== Task item ==
The first line to keep is the one containing "if visited >"; restate it and all lines after it through the end of the material, word for word and nothing else.

== Supplied material ==
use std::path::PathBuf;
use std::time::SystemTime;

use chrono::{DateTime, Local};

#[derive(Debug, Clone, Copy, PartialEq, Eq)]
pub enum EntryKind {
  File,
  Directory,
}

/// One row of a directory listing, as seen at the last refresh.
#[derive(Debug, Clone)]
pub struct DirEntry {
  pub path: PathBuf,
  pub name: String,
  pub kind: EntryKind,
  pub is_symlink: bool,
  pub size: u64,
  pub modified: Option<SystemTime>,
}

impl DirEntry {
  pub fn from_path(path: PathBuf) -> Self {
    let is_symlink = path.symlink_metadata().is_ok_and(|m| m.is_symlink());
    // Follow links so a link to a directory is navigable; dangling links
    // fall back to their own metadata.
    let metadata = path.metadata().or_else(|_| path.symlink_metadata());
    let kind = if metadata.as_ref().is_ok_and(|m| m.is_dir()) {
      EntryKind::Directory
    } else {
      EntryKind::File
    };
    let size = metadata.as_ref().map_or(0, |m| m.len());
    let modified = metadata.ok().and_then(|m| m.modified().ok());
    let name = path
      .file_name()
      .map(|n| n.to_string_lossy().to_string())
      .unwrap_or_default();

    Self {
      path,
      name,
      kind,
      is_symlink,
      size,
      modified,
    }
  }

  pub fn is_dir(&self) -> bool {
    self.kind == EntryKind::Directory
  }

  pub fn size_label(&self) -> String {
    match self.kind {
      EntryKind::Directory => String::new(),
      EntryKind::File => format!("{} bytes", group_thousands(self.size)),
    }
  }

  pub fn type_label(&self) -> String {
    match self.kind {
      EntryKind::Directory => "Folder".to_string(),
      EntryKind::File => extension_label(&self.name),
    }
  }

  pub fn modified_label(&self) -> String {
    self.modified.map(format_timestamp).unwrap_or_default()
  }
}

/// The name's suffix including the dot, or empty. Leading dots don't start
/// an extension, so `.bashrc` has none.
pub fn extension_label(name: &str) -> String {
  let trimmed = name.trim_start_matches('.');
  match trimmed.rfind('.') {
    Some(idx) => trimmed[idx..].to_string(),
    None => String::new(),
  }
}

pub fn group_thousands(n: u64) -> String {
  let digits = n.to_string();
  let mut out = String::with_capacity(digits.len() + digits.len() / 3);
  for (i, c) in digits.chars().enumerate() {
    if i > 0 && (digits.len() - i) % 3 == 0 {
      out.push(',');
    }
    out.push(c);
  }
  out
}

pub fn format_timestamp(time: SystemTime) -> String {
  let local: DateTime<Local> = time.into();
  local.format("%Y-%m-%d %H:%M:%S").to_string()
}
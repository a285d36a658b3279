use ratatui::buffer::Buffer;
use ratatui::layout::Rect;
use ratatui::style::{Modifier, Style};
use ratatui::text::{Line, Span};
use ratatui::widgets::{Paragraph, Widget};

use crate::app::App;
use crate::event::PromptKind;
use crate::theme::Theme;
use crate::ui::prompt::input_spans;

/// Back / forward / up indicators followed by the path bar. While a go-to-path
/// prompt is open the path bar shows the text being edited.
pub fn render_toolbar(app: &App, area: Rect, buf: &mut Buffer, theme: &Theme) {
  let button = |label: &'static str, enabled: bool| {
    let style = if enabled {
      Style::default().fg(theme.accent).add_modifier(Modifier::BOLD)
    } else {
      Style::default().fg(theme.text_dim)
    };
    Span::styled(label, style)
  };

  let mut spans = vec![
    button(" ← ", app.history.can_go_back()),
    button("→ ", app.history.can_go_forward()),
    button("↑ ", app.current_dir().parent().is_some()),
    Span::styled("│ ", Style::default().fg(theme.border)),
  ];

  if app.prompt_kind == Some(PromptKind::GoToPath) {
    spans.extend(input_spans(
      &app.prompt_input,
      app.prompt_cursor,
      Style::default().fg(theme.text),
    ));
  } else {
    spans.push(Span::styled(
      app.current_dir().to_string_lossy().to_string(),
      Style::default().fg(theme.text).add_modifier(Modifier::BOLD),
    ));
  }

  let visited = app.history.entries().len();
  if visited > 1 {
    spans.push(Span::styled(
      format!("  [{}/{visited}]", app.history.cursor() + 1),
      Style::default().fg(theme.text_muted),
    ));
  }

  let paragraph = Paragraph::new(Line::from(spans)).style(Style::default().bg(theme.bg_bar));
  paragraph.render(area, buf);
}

== Your solution ==
  if visited > 1 {
    spans.push(Span::styled(
      format!("  [{}/{visited}]", app.history.cursor() + 1),
      Style::default().fg(theme.text_muted),
    ));
  }

  let paragraph = Paragraph::new(Line::from(spans)).style(Style::default().bg(theme.bg_bar));
  paragraph.render(area, buf);
}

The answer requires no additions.